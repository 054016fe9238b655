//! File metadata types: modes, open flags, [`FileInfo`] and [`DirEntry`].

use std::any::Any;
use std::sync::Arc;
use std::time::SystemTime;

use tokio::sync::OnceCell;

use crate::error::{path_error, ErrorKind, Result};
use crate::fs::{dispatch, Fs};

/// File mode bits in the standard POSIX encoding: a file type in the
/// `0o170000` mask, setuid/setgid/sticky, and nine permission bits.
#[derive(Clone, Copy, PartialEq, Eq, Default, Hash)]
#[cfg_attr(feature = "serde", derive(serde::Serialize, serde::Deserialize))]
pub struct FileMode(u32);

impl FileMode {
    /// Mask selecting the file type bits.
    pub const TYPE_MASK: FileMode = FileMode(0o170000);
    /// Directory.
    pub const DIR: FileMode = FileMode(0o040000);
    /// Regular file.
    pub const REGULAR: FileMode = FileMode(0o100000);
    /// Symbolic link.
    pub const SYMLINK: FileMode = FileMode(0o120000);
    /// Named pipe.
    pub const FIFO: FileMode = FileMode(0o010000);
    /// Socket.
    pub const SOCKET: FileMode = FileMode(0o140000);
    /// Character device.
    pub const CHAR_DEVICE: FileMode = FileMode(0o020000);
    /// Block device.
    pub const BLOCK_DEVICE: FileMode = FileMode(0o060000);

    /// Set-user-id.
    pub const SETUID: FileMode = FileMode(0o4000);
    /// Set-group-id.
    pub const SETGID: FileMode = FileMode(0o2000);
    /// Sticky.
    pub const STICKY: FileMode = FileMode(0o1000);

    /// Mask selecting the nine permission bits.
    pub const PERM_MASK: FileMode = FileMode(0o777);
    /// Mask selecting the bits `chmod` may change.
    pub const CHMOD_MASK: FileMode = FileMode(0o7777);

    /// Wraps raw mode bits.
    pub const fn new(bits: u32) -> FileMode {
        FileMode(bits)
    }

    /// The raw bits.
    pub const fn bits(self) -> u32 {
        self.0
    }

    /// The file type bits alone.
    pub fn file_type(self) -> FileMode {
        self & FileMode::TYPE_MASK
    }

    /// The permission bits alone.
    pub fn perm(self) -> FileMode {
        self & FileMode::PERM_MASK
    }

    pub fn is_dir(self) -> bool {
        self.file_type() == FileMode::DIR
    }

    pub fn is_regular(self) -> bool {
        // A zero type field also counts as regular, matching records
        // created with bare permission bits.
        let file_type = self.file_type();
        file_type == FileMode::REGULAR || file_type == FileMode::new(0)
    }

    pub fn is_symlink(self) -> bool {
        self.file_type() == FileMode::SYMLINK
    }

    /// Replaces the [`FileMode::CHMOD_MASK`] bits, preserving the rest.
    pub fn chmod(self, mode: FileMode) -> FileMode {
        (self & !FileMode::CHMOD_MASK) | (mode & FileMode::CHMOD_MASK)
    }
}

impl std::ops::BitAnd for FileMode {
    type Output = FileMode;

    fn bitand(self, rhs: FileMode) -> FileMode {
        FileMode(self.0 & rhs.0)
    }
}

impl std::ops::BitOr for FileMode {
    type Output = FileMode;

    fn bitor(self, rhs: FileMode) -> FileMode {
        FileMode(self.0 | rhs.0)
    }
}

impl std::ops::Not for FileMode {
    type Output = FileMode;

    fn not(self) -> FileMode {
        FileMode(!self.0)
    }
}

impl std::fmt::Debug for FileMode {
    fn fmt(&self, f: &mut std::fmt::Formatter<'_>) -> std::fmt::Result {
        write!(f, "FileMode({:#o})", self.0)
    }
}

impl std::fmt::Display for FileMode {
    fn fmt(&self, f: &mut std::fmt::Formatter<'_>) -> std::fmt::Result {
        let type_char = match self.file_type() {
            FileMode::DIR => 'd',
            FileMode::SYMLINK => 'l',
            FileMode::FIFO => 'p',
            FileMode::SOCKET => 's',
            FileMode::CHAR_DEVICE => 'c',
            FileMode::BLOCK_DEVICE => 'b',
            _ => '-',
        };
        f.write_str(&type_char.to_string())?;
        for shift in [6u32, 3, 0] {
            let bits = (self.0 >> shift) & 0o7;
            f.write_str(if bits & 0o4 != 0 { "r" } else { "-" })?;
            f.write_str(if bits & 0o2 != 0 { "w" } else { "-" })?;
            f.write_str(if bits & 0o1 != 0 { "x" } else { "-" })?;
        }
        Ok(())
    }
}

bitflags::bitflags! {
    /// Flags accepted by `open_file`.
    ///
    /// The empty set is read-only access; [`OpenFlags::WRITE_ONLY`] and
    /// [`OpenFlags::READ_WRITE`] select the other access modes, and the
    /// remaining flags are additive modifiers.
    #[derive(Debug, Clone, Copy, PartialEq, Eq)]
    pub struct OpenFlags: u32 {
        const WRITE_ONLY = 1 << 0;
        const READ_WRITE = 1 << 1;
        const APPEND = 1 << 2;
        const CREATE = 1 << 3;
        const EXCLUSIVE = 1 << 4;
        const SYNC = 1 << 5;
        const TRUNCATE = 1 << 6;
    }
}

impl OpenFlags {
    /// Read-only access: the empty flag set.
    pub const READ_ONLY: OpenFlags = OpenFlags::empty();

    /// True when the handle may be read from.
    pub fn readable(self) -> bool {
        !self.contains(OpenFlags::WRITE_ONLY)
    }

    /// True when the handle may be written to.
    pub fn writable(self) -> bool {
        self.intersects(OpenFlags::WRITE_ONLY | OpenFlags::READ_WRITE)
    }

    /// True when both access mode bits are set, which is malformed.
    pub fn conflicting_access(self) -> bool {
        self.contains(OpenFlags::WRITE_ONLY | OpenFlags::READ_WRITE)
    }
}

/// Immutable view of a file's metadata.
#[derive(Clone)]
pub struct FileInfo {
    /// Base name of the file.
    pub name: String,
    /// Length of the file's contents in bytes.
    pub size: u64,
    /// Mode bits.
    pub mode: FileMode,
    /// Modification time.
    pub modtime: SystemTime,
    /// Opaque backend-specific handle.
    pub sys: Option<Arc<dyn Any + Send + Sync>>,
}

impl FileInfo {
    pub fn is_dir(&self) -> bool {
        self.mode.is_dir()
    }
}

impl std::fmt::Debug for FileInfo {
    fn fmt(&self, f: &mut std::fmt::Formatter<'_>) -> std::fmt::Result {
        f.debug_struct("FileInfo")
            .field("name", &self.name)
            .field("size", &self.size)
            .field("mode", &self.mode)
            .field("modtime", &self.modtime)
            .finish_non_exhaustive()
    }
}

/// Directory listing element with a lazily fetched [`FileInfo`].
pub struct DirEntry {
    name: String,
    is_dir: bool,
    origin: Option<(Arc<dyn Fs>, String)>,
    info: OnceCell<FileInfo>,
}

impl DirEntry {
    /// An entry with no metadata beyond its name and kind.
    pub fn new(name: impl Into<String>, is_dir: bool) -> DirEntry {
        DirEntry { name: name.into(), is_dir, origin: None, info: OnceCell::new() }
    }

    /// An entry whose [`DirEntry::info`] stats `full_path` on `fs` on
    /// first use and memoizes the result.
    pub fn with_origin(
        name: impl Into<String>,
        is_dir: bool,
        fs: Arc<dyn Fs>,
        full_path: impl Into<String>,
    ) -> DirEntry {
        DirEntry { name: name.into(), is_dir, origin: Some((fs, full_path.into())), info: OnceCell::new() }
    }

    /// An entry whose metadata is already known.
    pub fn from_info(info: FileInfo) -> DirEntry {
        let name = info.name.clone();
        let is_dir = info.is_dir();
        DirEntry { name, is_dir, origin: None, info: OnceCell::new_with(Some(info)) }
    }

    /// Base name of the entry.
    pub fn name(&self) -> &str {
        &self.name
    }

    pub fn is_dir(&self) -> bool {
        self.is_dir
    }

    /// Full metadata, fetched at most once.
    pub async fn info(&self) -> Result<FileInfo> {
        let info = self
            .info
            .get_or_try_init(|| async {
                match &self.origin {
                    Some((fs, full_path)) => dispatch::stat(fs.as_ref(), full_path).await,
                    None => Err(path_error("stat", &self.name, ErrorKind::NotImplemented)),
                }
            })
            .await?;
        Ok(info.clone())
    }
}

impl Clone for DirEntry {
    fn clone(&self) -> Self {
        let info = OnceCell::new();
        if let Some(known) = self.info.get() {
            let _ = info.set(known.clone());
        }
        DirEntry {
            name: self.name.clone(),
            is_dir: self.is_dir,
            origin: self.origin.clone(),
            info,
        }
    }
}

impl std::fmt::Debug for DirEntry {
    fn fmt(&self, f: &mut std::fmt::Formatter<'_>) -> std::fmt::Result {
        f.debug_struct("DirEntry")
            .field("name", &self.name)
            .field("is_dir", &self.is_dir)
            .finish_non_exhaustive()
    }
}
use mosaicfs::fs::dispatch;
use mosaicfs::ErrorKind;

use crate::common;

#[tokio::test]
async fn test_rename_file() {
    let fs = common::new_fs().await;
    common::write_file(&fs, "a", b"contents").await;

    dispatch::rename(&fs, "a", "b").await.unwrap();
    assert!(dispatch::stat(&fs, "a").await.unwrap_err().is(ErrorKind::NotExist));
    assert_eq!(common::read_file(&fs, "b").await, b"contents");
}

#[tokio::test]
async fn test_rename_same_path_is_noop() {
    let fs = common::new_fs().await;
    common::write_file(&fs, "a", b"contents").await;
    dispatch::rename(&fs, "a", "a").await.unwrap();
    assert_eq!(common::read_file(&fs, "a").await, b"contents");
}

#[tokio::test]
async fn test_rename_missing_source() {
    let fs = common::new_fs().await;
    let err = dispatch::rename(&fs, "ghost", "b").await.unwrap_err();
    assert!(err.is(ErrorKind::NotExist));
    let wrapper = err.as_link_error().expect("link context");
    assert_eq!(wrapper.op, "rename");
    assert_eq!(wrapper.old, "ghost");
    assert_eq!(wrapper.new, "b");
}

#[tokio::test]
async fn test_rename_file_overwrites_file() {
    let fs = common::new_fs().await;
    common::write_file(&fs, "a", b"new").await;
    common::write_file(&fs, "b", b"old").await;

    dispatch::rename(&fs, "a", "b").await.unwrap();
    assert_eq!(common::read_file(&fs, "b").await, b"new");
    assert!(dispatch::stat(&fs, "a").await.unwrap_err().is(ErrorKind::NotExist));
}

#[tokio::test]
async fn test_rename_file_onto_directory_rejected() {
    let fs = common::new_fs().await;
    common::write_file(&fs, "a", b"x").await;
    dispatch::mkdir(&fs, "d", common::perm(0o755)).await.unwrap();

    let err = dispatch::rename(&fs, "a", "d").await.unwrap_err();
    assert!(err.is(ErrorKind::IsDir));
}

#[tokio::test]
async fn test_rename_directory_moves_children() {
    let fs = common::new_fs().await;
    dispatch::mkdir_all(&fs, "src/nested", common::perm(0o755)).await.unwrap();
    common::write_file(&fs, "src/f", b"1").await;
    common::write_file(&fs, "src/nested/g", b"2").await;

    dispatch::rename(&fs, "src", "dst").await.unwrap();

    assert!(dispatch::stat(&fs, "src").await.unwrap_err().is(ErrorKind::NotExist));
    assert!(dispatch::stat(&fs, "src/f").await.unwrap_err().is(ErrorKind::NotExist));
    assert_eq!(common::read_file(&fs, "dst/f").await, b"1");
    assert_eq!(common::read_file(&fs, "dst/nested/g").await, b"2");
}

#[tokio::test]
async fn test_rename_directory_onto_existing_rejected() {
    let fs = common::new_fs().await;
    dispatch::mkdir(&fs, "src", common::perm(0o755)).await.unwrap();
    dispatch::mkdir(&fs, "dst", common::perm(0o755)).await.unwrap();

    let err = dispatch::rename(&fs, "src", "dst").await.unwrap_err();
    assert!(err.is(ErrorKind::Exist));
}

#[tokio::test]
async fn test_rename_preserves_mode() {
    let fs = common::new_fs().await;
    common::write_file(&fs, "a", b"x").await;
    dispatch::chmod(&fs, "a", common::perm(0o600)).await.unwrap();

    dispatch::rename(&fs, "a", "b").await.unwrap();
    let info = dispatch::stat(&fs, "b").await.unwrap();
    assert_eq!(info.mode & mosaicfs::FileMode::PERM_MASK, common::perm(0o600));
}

# TASK
Quote the records above exactly, from the first line through the line containing "pub fn perm(self)", and nothing more.

# SOLUTION TO THIS EXERCISE
repository 054016fe9238b655
//! File metadata types: modes, open flags, [`FileInfo`] and [`DirEntry`].

use std::any::Any;
use std::sync::Arc;
use std::time::SystemTime;

use tokio::sync::OnceCell;

use crate::error::{path_error, ErrorKind, Result};
use crate::fs::{dispatch, Fs};

/// File mode bits in the standard POSIX encoding: a file type in the
/// `0o170000` mask, setuid/setgid/sticky, and nine permission bits.
#[derive(Clone, Copy, PartialEq, Eq, Default, Hash)]
#[cfg_attr(feature = "serde", derive(serde::Serialize, serde::Deserialize))]
pub struct FileMode(u32);

impl FileMode {
    /// Mask selecting the file type bits.
    pub const TYPE_MASK: FileMode = FileMode(0o170000);
    /// Directory.
    pub const DIR: FileMode = FileMode(0o040000);
    /// Regular file.
    pub const REGULAR: FileMode = FileMode(0o100000);
    /// Symbolic link.
    pub const SYMLINK: FileMode = FileMode(0o120000);
    /// Named pipe.
    pub const FIFO: FileMode = FileMode(0o010000);
    /// Socket.
    pub const SOCKET: FileMode = FileMode(0o140000);
    /// Character device.
    pub const CHAR_DEVICE: FileMode = FileMode(0o020000);
    /// Block device.
    pub const BLOCK_DEVICE: FileMode = FileMode(0o060000);

    /// Set-user-id.
    pub const SETUID: FileMode = FileMode(0o4000);
    /// Set-group-id.
    pub const SETGID: FileMode = FileMode(0o2000);
    /// Sticky.
    pub const STICKY: FileMode = FileMode(0o1000);

    /// Mask selecting the nine permission bits.
    pub const PERM_MASK: FileMode = FileMode(0o777);
    /// Mask selecting the bits `chmod` may change.
    pub const CHMOD_MASK: FileMode = FileMode(0o7777);

    /// Wraps raw mode bits.
    pub const fn new(bits: u32) -> FileMode {
        FileMode(bits)
    }

    /// The raw bits.
    pub const fn bits(self) -> u32 {
        self.0
    }

    /// The file type bits alone.
    pub fn file_type(self) -> FileMode {
        self & FileMode::TYPE_MASK
    }

    /// The permission bits alone.
    pub fn perm(self) -> FileMode {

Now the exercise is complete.